I had the opportunity to play Knights and Bikes by Foam Sword at PAX West 2018 and was enchanted by the game’s concept. I’m American, but the story about two young friends, Nessa and Demelza, who spend a summer together on a fictional island based on Cornwall, England, definitely struck a nostalgic chord with me.

The internet was more of a novelty instead of a necessity when I was growing up. I spent a lot of my youth entertaining myself by riding bikes around the neighborhood and exploring. Everything took on a more exotic and mystical air then, with places like the old drainage ditch and the nearby train tracks seeming larger than life. Imagination turned these mundane places that adults took for granted into these sacred and forboding grounds.
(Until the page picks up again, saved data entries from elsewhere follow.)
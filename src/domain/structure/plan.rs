//! Structure Context - 章节计划

use serde::Serialize;

use super::partition::phase_name_for;
use super::{ChapterStructure, StoryStructure, StructureError};

/// 阅读速度（字/分钟）
pub const READING_CHARS_PER_MINUTE: u32 = 250;

/// 章节计划允许的最大章节数
pub const MAX_TOTAL_CHAPTERS: u32 = 10_000;

/// 每章默认估算
#[derive(Debug, Clone, Copy, PartialEq, Eq, Serialize)]
pub struct ChapterEstimate {
    /// 每章字数 = ceil(全文字数 / 章节数)
    pub estimated_words: u32,
    /// 阅读时长（分钟）= ceil(每章字数 / 250)
    pub estimated_reading_time: u32,
}

/// 计算每章默认估算
pub fn estimate_chapter(
    estimated_length: u64,
    total_chapters: u64,
) -> Result<ChapterEstimate, StructureError> {
    if total_chapters == 0 {
        return Err(StructureError::InvalidArgument(
            "章节数必须大于 0".to_string(),
        ));
    }

    Ok(estimate(estimated_length, total_chapters))
}

/// 阅读时长（分钟）= ceil(字数 / 250)
pub fn reading_minutes(chars: u32) -> u32 {
    chars.div_ceil(READING_CHARS_PER_MINUTE)
}

// total_chapters 由调用方保证非 0
fn estimate(estimated_length: u64, total_chapters: u64) -> ChapterEstimate {
    let words = clamp_u32(estimated_length.div_ceil(total_chapters));

    ChapterEstimate {
        estimated_words: words,
        estimated_reading_time: reading_minutes(words),
    }
}

fn clamp_u32(value: u64) -> u32 {
    u32::try_from(value).unwrap_or(u32::MAX)
}

/// 章节计划（临时值，不持久化）
///
/// 不变量:
/// - 1 <= total_chapters <= MAX_TOTAL_CHAPTERS
/// - estimated_length >= 1
#[derive(Debug, Clone, Copy, PartialEq, Eq, Serialize)]
pub struct ChapterPlan {
    total_chapters: u32,
    structure: StoryStructure,
    estimated_length: u32,
}

impl ChapterPlan {
    pub fn new(
        total_chapters: i64,
        structure: StoryStructure,
        estimated_length: i64,
    ) -> Result<Self, StructureError> {
        let total_chapters = u32::try_from(total_chapters)
            .ok()
            .filter(|n| *n >= 1)
            .ok_or_else(|| {
                StructureError::InvalidArgument(format!(
                    "totalChapters 必须为正整数: {}",
                    total_chapters
                ))
            })?;
        if total_chapters > MAX_TOTAL_CHAPTERS {
            return Err(StructureError::InvalidArgument(format!(
                "totalChapters 不能超过 {}: {}",
                MAX_TOTAL_CHAPTERS, total_chapters
            )));
        }
        let estimated_length = u32::try_from(estimated_length)
            .ok()
            .filter(|n| *n >= 1)
            .ok_or_else(|| {
                StructureError::InvalidArgument(format!(
                    "estimatedLength 必须为正整数: {}",
                    estimated_length
                ))
            })?;

        Ok(Self {
            total_chapters,
            structure,
            estimated_length,
        })
    }

    pub fn total_chapters(&self) -> u32 {
        self.total_chapters
    }

    pub fn structure(&self) -> StoryStructure {
        self.structure
    }

    pub fn estimated_length(&self) -> u32 {
        self.estimated_length
    }

    /// 阶段划分
    pub fn chapter_structure(&self) -> ChapterStructure {
        ChapterStructure::compute(self.structure, self.total_chapters)
    }

    /// 单章所属阶段名，不展开完整划分
    pub fn phase_name_of(&self, chapter: u32) -> &'static str {
        phase_name_for(self.structure, self.total_chapters, chapter)
    }

    /// 每章默认估算
    pub fn chapter_estimate(&self) -> ChapterEstimate {
        estimate(
            u64::from(self.estimated_length),
            u64::from(self.total_chapters),
        )
    }
}

#[cfg(test)]
mod tests {
    use super::*;

    #[test]
    fn test_default_estimate() {
        let plan = ChapterPlan::new(20, StoryStructure::Kishotenketsu, 50_000).unwrap();
        let estimate = plan.chapter_estimate();
        assert_eq!(estimate.estimated_words, 2500);
        assert_eq!(estimate.estimated_reading_time, 10);
    }

    #[test]
    fn test_estimate_rounds_up() {
        let estimate = estimate_chapter(10_001, 4).unwrap();
        assert_eq!(estimate.estimated_words, 2501);
        assert_eq!(estimate.estimated_reading_time, 11);

        let estimate = estimate_chapter(1, 3).unwrap();
        assert_eq!(estimate.estimated_words, 1);
        assert_eq!(estimate.estimated_reading_time, 1);
    }

    #[test]
    fn test_reading_minutes() {
        assert_eq!(reading_minutes(0), 0);
        assert_eq!(reading_minutes(250), 1);
        assert_eq!(reading_minutes(251), 2);
    }

    #[test]
    fn test_estimate_zero_chapters_is_rejected() {
        assert!(matches!(
            estimate_chapter(50_000, 0),
            Err(StructureError::InvalidArgument(_))
        ));
    }

    #[test]
    fn test_plan_rejects_non_positive_inputs() {
        assert!(ChapterPlan::new(0, StoryStructure::ThreeAct, 1000).is_err());
        assert!(ChapterPlan::new(-3, StoryStructure::ThreeAct, 1000).is_err());
        assert!(ChapterPlan::new(10, StoryStructure::ThreeAct, 0).is_err());
    }

    #[test]
    fn test_plan_rejects_oversized_total() {
        assert!(ChapterPlan::new(
            i64::from(MAX_TOTAL_CHAPTERS),
            StoryStructure::Kishotenketsu,
            1
        )
        .is_ok());
        for total in [i64::from(MAX_TOTAL_CHAPTERS) + 1, 4_000_000_000] {
            assert!(matches!(
                ChapterPlan::new(total, StoryStructure::Kishotenketsu, 1),
                Err(StructureError::InvalidArgument(_))
            ));
        }
    }

    #[test]
    fn test_plan_phase_name_of() {
        let plan = ChapterPlan::new(10, StoryStructure::ThreeAct, 100_000).unwrap();
        assert_eq!(plan.phase_name_of(9), "第三幕");
        assert_eq!(plan.phase_name_of(11), crate::domain::structure::UNCLASSIFIED);
    }

    #[test]
    fn test_plan_structure() {
        let plan = ChapterPlan::new(10, StoryStructure::ThreeAct, 100_000).unwrap();
        let structure = plan.chapter_structure();
        assert_eq!(structure.total_chapters(), 10);
        assert_eq!(structure.phases()[1].chapters(), &[4, 5, 6, 7, 8]);
    }
}
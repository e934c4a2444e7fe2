//! Project Context - Errors

use thiserror::Error;

#[derive(Debug, Error)]
pub enum ProjectError {
    #[error("无效的标题: {0}")]
    InvalidTitle(String),

    #[error("无效的写作步骤: {0}")]
    InvalidStep(i64),
}
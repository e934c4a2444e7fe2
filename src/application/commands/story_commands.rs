//! Plot / Synopsis / Draft Commands
//!
//! 每个企划（或章节）只有一条记录，保存即覆盖

use uuid::Uuid;

use crate::domain::structure::StoryStructure;

#[derive(Debug, Clone)]
pub struct SavePlot {
    pub project_id: Uuid,
    pub theme: String,
    pub setting: String,
    pub hook: String,
    pub protagonist_goal: String,
    pub main_conflict: String,
    pub ending: String,
    pub structure: StoryStructure,
}

#[derive(Debug, Clone)]
pub struct SaveSynopsis {
    pub project_id: Uuid,
    pub content: String,
}

#[derive(Debug, Clone)]
pub struct SaveDraft {
    pub chapter_id: Uuid,
    pub content: String,
}
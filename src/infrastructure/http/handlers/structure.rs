//! Structure Preview HTTP Handler

use axum::{extract::State, Json};
use serde::Deserialize;
use std::sync::Arc;

use crate::application::queries::PreviewStructure;
use crate::application::StructurePreview;
use crate::infrastructure::http::dto::ApiResponse;
use crate::infrastructure::http::error::ApiError;
use crate::infrastructure::http::extract::ApiJson;
use crate::infrastructure::http::state::AppState;

#[derive(Debug, Deserialize)]
pub struct PreviewStructureRequest {
    pub total_chapters: i64,
    pub structure: String,
    pub estimated_length: i64,
}

/// 预览章节阶段划分与每章估算，不落库
pub async fn preview_structure(
    State(state): State<Arc<AppState>>,
    ApiJson(req): ApiJson<PreviewStructureRequest>,
) -> Result<Json<ApiResponse<StructurePreview>>, ApiError> {
    let preview = state.preview_structure_handler.handle(PreviewStructure {
        total_chapters: req.total_chapters,
        structure: req.structure,
        estimated_length: req.estimated_length,
    })?;
    Ok(Json(ApiResponse::success(preview)))
}
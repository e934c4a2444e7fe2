//! Character Command Handlers

use chrono::Utc;
use std::sync::Arc;
use uuid::Uuid;

use super::project_handlers::require_project;
use crate::application::commands::{
    CharacterFields, CreateCharacter, DeleteCharacter, UpdateCharacter,
};
use crate::application::error::ApplicationError;
use crate::application::ports::{CharacterRecord, StoryRepositoryPort};

fn validated_name(fields: &CharacterFields) -> Result<String, ApplicationError> {
    let name = fields.name.trim();
    if name.is_empty() {
        return Err(ApplicationError::validation("角色名不能为空"));
    }
    Ok(name.to_string())
}

pub struct CreateCharacterHandler {
    repo: Arc<dyn StoryRepositoryPort>,
}

impl CreateCharacterHandler {
    pub fn new(repo: Arc<dyn StoryRepositoryPort>) -> Self {
        Self { repo }
    }

    pub async fn handle(
        &self,
        command: CreateCharacter,
    ) -> Result<CharacterRecord, ApplicationError> {
        let name = validated_name(&command.fields)?;
        require_project(self.repo.as_ref(), command.project_id).await?;

        let now = Utc::now();
        let fields = command.fields;
        let character = CharacterRecord {
            id: Uuid::new_v4(),
            project_id: command.project_id,
            name,
            role: fields.role,
            personality: fields.personality,
            background: fields.background,
            appearance: fields.appearance,
            created_at: now,
            updated_at: now,
        };

        self.repo.save_character(&character).await?;

        tracing::info!(
            project_id = %character.project_id,
            character_id = %character.id,
            name = %character.name,
            "Character created"
        );

        Ok(character)
    }
}

pub struct UpdateCharacterHandler {
    repo: Arc<dyn StoryRepositoryPort>,
}

impl UpdateCharacterHandler {
    pub fn new(repo: Arc<dyn StoryRepositoryPort>) -> Self {
        Self { repo }
    }

    /// 整体替换角色字段
    pub async fn handle(
        &self,
        command: UpdateCharacter,
    ) -> Result<CharacterRecord, ApplicationError> {
        let name = validated_name(&command.fields)?;
        let mut character = self
            .repo
            .find_character(command.character_id)
            .await?
            .ok_or_else(|| ApplicationError::not_found("Character", command.character_id))?;

        let fields = command.fields;
        character.name = name;
        character.role = fields.role;
        character.personality = fields.personality;
        character.background = fields.background;
        character.appearance = fields.appearance;
        character.updated_at = Utc::now();

        self.repo.save_character(&character).await?;

        tracing::info!(character_id = %character.id, "Character updated");

        Ok(character)
    }
}

pub struct DeleteCharacterHandler {
    repo: Arc<dyn StoryRepositoryPort>,
}

impl DeleteCharacterHandler {
    pub fn new(repo: Arc<dyn StoryRepositoryPort>) -> Self {
        Self { repo }
    }

    /// 返回被删除角色，调用方据此得知所属企划
    pub async fn handle(
        &self,
        command: DeleteCharacter,
    ) -> Result<CharacterRecord, ApplicationError> {
        let character = self
            .repo
            .find_character(command.character_id)
            .await?
            .ok_or_else(|| ApplicationError::not_found("Character", command.character_id))?;

        self.repo.delete_character(character.id).await?;

        tracing::info!(
            project_id = %character.project_id,
            character_id = %character.id,
            "Character deleted"
        );

        Ok(character)
    }
}

#[cfg(test)]
mod tests {
    use super::*;
    use crate::application::commands::handlers::CreateProjectHandler;
    use crate::application::commands::CreateProject;
    use crate::infrastructure::persistence::memory::InMemoryStoryRepository;

    async fn setup() -> (Arc<dyn StoryRepositoryPort>, Uuid) {
        let repo: Arc<dyn StoryRepositoryPort> = Arc::new(InMemoryStoryRepository::new());
        let project = CreateProjectHandler::new(repo.clone())
            .handle(CreateProject {
                title: "星の海".to_string(),
                description: String::new(),
                genre: String::new(),
            })
            .await
            .unwrap();
        (repo, project.id)
    }

    fn fields(name: &str) -> CharacterFields {
        CharacterFields {
            name: name.to_string(),
            role: "主人公".to_string(),
            ..Default::default()
        }
    }

    #[tokio::test]
    async fn test_create_and_update_character() {
        let (repo, project_id) = setup().await;

        let created = CreateCharacterHandler::new(repo.clone())
            .handle(CreateCharacter {
                project_id,
                fields: fields(" 葵 "),
            })
            .await
            .unwrap();
        assert_eq!(created.name, "葵");

        let updated = UpdateCharacterHandler::new(repo.clone())
            .handle(UpdateCharacter {
                character_id: created.id,
                fields: CharacterFields {
                    personality: "頑固".to_string(),
                    ..fields("葵")
                },
            })
            .await
            .unwrap();
        assert_eq!(updated.personality, "頑固");
        assert_eq!(updated.created_at, created.created_at);
    }

    #[tokio::test]
    async fn test_create_character_requires_project() {
        let (repo, _) = setup().await;
        let result = CreateCharacterHandler::new(repo)
            .handle(CreateCharacter {
                project_id: Uuid::new_v4(),
                fields: fields("葵"),
            })
            .await;
        assert!(matches!(result, Err(ApplicationError::NotFound { .. })));
    }

    #[tokio::test]
    async fn test_create_character_requires_name() {
        let (repo, project_id) = setup().await;
        let result = CreateCharacterHandler::new(repo)
            .handle(CreateCharacter {
                project_id,
                fields: fields(""),
            })
            .await;
        assert!(matches!(result, Err(ApplicationError::ValidationError(_))));
    }

    #[tokio::test]
    async fn test_delete_character() {
        let (repo, project_id) = setup().await;
        let created = CreateCharacterHandler::new(repo.clone())
            .handle(CreateCharacter {
                project_id,
                fields: fields("葵"),
            })
            .await
            .unwrap();

        let handler = DeleteCharacterHandler::new(repo.clone());
        let deleted = handler
            .handle(DeleteCharacter {
                character_id: created.id,
            })
            .await
            .unwrap();
        assert_eq!(deleted.project_id, project_id);

        let again = handler
            .handle(DeleteCharacter {
                character_id: created.id,
            })
            .await;
        assert!(matches!(again, Err(ApplicationError::NotFound { .. })));
    }
}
Knights and Bikes Screenshot

The world of Knights and Bikes uses its hand-drawn graphics to render the island through the eyes of a child. You and a friend can take control of Nessa and Demelza as they explore familiar areas that are distorted by the lens of youthful imagination. The perspectives of buildings are disproportionate, as a child rarely has any real sense of scale.

Almost everything in the game reflects the girls’ imagination. When riding one of the titular bikes for example, when you boost your speed Nessa will make motorcycle noises. It’s this kind of charm that really sets the game apart and turns it from a gimmick into something you can tell is from the heart.

With the massive amounts of nostalgia cash-ins, we see these days it’s easy to strike a game off as appealing to sentimentality for a quick buck. Knights and Bikes avoids the reference a minute trap that productions like Ready Player One fall into. Instead of riding on a wave of nostalgia, the game uses its 1987 setting to evoke feeling from those who lived during the time.

Knights and Bikes Screenshot Town

However, Knights and Bikes is just as enjoyable a co-op game for younger players who may have never shared a similar experience as what’s presented here. Both characters have their own unique powers which complement each other and steer the players naturally towards working in tandem. For example, Demelza gets a frisbee that can be used to hit objects at range. It has a fairly short flying distance, but that can be doubled if Nessa interacts with it at its apogee.

I only got to spend about 20 minutes with Knights and Bikes, but it’s a game I’ll be keeping my eye on. While there’ll be online play, and single-player switching between the two characters is an option, the couch co-op is the most exciting part for me. I can’t wait to add another unique, relaxing game to my collection that I can play with my fiancee, and Knights and Bikes looks like it’ll scratch that itch perfectly.